• _Work to complete_
Which lines in the listing below contain "Scroll"? Copy each of them.

• _Data section_
========================================================================

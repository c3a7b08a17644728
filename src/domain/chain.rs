//! Supported networks and their native-unit conventions

use std::fmt;
use std::str::FromStr;

use serde::{Deserialize, Serialize};

use crate::error::ValidationError;

#[derive(Debug, Clone, Copy, PartialEq, Eq, Hash, PartialOrd, Ord, Serialize, Deserialize)]
#[serde(rename_all = "lowercase")]
pub enum Chain {
    Ethereum,
    Polygon,
    Bsc,
    Arbitrum,
    Optimism,
    Avalanche,
    Base,
    Blast,
    Linea,
    Scroll,
    Zksync,
    Solana,
    Bitcoin,
    Cardano,
    Tron,
}

impl Chain {
    pub const ALL: [Chain; 15] = [
        Chain::Ethereum,
        Chain::Polygon,
        Chain::Bsc,
        Chain::Arbitrum,
        Chain::Optimism,
        Chain::Avalanche,
        Chain::Base,
        Chain::Blast,
        Chain::Linea,
        Chain::Scroll,
        Chain::Zksync,
        Chain::Solana,
        Chain::Bitcoin,
        Chain::Cardano,
        Chain::Tron,
    ];

    /// Lower-case id used in backend URL paths
    pub fn slug(&self) -> &'static str {
        match self {
            Chain::Ethereum => "ethereum",
            Chain::Polygon => "polygon",
            Chain::Bsc => "bsc",
            Chain::Arbitrum => "arbitrum",
            Chain::Optimism => "optimism",
            Chain::Avalanche => "avalanche",
            Chain::Base => "base",
            Chain::Blast => "blast",
            Chain::Linea => "linea",
            Chain::Scroll => "scroll",
            Chain::Zksync => "zksync",
            Chain::Solana => "solana",
            Chain::Bitcoin => "bitcoin",
            Chain::Cardano => "cardano",
            Chain::Tron => "tron",
        }
    }

    pub fn name(&self) -> &'static str {
        match self {
            Chain::Ethereum => "Ethereum",
            Chain::Polygon => "Polygon",
            Chain::Bsc => "BNB Smart Chain",
            Chain::Arbitrum => "Arbitrum",
            Chain::Optimism => "Optimism",
            Chain::Avalanche => "Avalanche",
            Chain::Base => "Base",
            Chain::Blast => "Blast",
            Chain::Linea => "Linea",
            Chain::Scroll => "Scroll",
            Chain::Zksync => "zkSync Era",
            Chain::Solana => "Solana",
            Chain::Bitcoin => "Bitcoin",
            Chain::Cardano => "Cardano",
            Chain::Tron => "TRON",
        }
    }

    pub fn symbol(&self) -> &'static str {
        match self {
            Chain::Polygon => "MATIC",
            Chain::Bsc => "BNB",
            Chain::Avalanche => "AVAX",
            Chain::Solana => "SOL",
            Chain::Bitcoin => "BTC",
            Chain::Cardano => "ADA",
            Chain::Tron => "TRX",
            _ => "ETH",
        }
    }

    /// Decimal places of the smallest native unit (wei, lamports, satoshi, ...)
    pub fn decimals(&self) -> u32 {
        match self {
            Chain::Solana => 9,
            Chain::Bitcoin => 8,
            Chain::Cardano | Chain::Tron => 6,
            _ => 18,
        }
    }

    pub fn is_evm(&self) -> bool {
        !matches!(
            self,
            Chain::Solana | Chain::Bitcoin | Chain::Cardano | Chain::Tron
        )
    }

    /// Digits shown for amounts in this chain's native token
    pub fn display_decimals(&self) -> u32 {
        match self {
            Chain::Bitcoin => 8,
            Chain::Solana => 4,
            _ => 6,
        }
    }
}

impl fmt::Display for Chain {
    fn fmt(&self, f: &mut fmt::Formatter<'_>) -> fmt::Result {
        f.write_str(self.slug())
    }
}

impl FromStr for Chain {
    type Err = ValidationError;

    fn from_str(s: &str) -> Result<Self, Self::Err> {
        let wanted = s.trim().to_lowercase();
        if wanted.is_empty() {
            return Err(ValidationError::MissingField("blockchain"));
        }
        let alias = match wanted.as_str() {
            "eth" => "ethereum",
            "matic" | "pol" => "polygon",
            "bnb" => "bsc",
            "arb" => "arbitrum",
            "op" => "optimism",
            "avax" => "avalanche",
            "sol" => "solana",
            "btc" => "bitcoin",
            "ada" => "cardano",
            "trx" => "tron",
            other => other,
        };
        Chain::ALL
            .into_iter()
            .find(|chain| chain.slug() == alias)
            .ok_or(ValidationError::UnknownChain(wanted))
    }
}

#[cfg(test)]
mod tests {
    use super::*;

    #[test]
    fn test_parse_slug_and_alias() {
        assert_eq!("Ethereum".parse::<Chain>(), Ok(Chain::Ethereum));
        assert_eq!("btc".parse::<Chain>(), Ok(Chain::Bitcoin));
        assert_eq!(
            "dogecoin".parse::<Chain>(),
            Err(ValidationError::UnknownChain("dogecoin".into()))
        );
        assert_eq!(
            " ".parse::<Chain>(),
            Err(ValidationError::MissingField("blockchain"))
        );
    }

    #[test]
    fn test_native_units() {
        assert_eq!(Chain::Bitcoin.decimals(), 8);
        assert_eq!(Chain::Solana.decimals(), 9);
        assert_eq!(Chain::Base.decimals(), 18);
        assert_eq!(Chain::Base.symbol(), "ETH");
        assert!(Chain::Arbitrum.is_evm());
        assert!(!Chain::Tron.is_evm());
    }
}
//! Export Module
//!
//! Builds account statements from the loaded analysis with user corrections
//! applied.
//!
//! - `export csv` → statement CSV written locally
//! - `export pdf` / `export server-csv` → rendered by the backend, saved here
//! - Files land in the configured export dir, else the platform data dir

mod csv_export;

use std::fs::{self, File};
use std::io::{BufWriter, Write};
use std::path::{Path, PathBuf};

use chrono::{DateTime, Local};
use tracing::{info, warn};

pub use csv_export::write_statement;

use crate::domain::{BalanceSnapshot, Chain, DateRange, Statistics, Transaction};
use crate::error::ExportError;
use crate::infrastructure::gateway::{statement_filename, ExportKind, ExportRequest, ExportedFile};
use crate::store::TransactionStore;

/// Export view of one analysis with the overlay applied
#[derive(Debug, Clone)]
pub struct Statement {
    pub chain: Chain,
    pub address: String,
    pub range: DateRange,
    pub generated_at: DateTime<Local>,
    pub statistics: Statistics,
    pub opening_balance: Option<BalanceSnapshot>,
    pub current_balance: Option<BalanceSnapshot>,
    /// Effective transactions in the table's sort order
    pub transactions: Vec<Transaction>,
}

impl Statement {
    pub fn from_store(store: &TransactionStore) -> Result<Self, ExportError> {
        let analysis = store.analysis().ok_or(ExportError::NothingToExport)?;
        Ok(Self {
            chain: analysis.chain,
            address: analysis.address.clone(),
            range: analysis.range,
            generated_at: Local::now(),
            statistics: store.effective_statistics(),
            opening_balance: store.effective_opening_balance(),
            current_balance: store.effective_balance(),
            transactions: store.sorted_transactions(),
        })
    }

    pub fn filename(&self) -> String {
        statement_filename(self.chain, &self.address, self.range, ExportKind::Csv)
    }

    /// Payload for server-side rendering
    pub fn into_request(self) -> ExportRequest {
        ExportRequest {
            chain: self.chain,
            address: self.address,
            range: self.range,
            transactions: self.transactions,
            opening_balance: self.opening_balance,
            current_balance: self.current_balance,
            statistics: self.statistics,
        }
    }
}

/// Resolve the export directory, creating it if needed
pub fn export_dir(configured: Option<&Path>) -> std::io::Result<PathBuf> {
    let dir = match configured {
        Some(dir) => dir.to_path_buf(),
        None => crate::config::data_dir()
            .map(|dir| dir.join("exports"))
            .unwrap_or_else(|| PathBuf::from(".screener").join("exports")),
    };
    fs::create_dir_all(&dir)?;
    Ok(dir)
}

/// Write `filename` under `dir` via a temp file; nothing is left behind on failure
fn write_atomic<F>(dir: &Path, filename: &str, write: F) -> Result<PathBuf, ExportError>
where
    F: FnOnce(&mut BufWriter<File>) -> Result<(), ExportError>,
{
    let target = dir.join(filename);
    let temp = dir.join(format!(".{}.part", filename));

    let outcome = File::create(&temp)
        .map_err(ExportError::from)
        .and_then(|file| {
            let mut out = BufWriter::new(file);
            write(&mut out)?;
            out.flush()?;
            out.get_ref().sync_all()?;
            Ok(())
        })
        .and_then(|()| fs::rename(&temp, &target).map_err(ExportError::from));

    match outcome {
        Ok(()) => Ok(target),
        Err(err) => {
            let _ = fs::remove_file(&temp);
            warn!(file = filename, error = %err, "export write failed");
            Err(err)
        }
    }
}

/// Write the statement CSV locally
pub fn save_local_csv(store: &TransactionStore, dir: &Path) -> Result<PathBuf, ExportError> {
    let statement = Statement::from_store(store)?;
    let filename = statement.filename();
    let path = write_atomic(dir, &filename, |out| {
        write_statement(out, &statement).map(|_| ())
    })?;
    info!(path = %path.display(), rows = statement.transactions.len(), "statement exported");
    Ok(path)
}

/// Save a backend-rendered file
pub fn save_download(dir: &Path, file: &ExportedFile) -> Result<PathBuf, ExportError> {
    let path = write_atomic(dir, &file.filename, |out| {
        out.write_all(&file.bytes)?;
        Ok(())
    })?;
    info!(path = %path.display(), bytes = file.bytes.len(), "download saved");
    Ok(path)
}

#[cfg(test)]
mod tests {
    use super::*;

    fn temp_dir(name: &str) -> PathBuf {
        let dir = std::env::temp_dir().join(format!("screener-export-{}-{}", name, std::process::id()));
        let _ = fs::remove_dir_all(&dir);
        fs::create_dir_all(&dir).unwrap();
        dir
    }

    #[test]
    fn test_nothing_to_export() {
        let store = TransactionStore::new();
        let dir = temp_dir("empty");
        assert!(matches!(
            save_local_csv(&store, &dir),
            Err(ExportError::NothingToExport)
        ));
        assert_eq!(fs::read_dir(&dir).unwrap().count(), 0);
    }

    #[test]
    fn test_failed_write_leaves_no_file() {
        let dir = temp_dir("fail");
        let result = write_atomic(&dir, "out.csv", |out| {
            out.write_all(b"partial")?;
            Err(ExportError::NothingToExport)
        });
        assert!(result.is_err());
        assert_eq!(fs::read_dir(&dir).unwrap().count(), 0);
    }

    #[test]
    fn test_save_download() {
        let dir = temp_dir("download");
        let file = ExportedFile {
            kind: ExportKind::Pdf,
            filename: "statement.pdf".to_string(),
            bytes: b"%PDF-1.4".to_vec(),
        };
        let path = save_download(&dir, &file).unwrap();
        assert_eq!(path, dir.join("statement.pdf"));
        assert_eq!(fs::read(&path).unwrap(), b"%PDF-1.4");
        assert_eq!(fs::read_dir(&dir).unwrap().count(), 1);
    }
}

========================================================================

• _Solved problem_
    Scroll,
        Chain::Scroll,
            Chain::Scroll => "scroll",
            Chain::Scroll => "Scroll",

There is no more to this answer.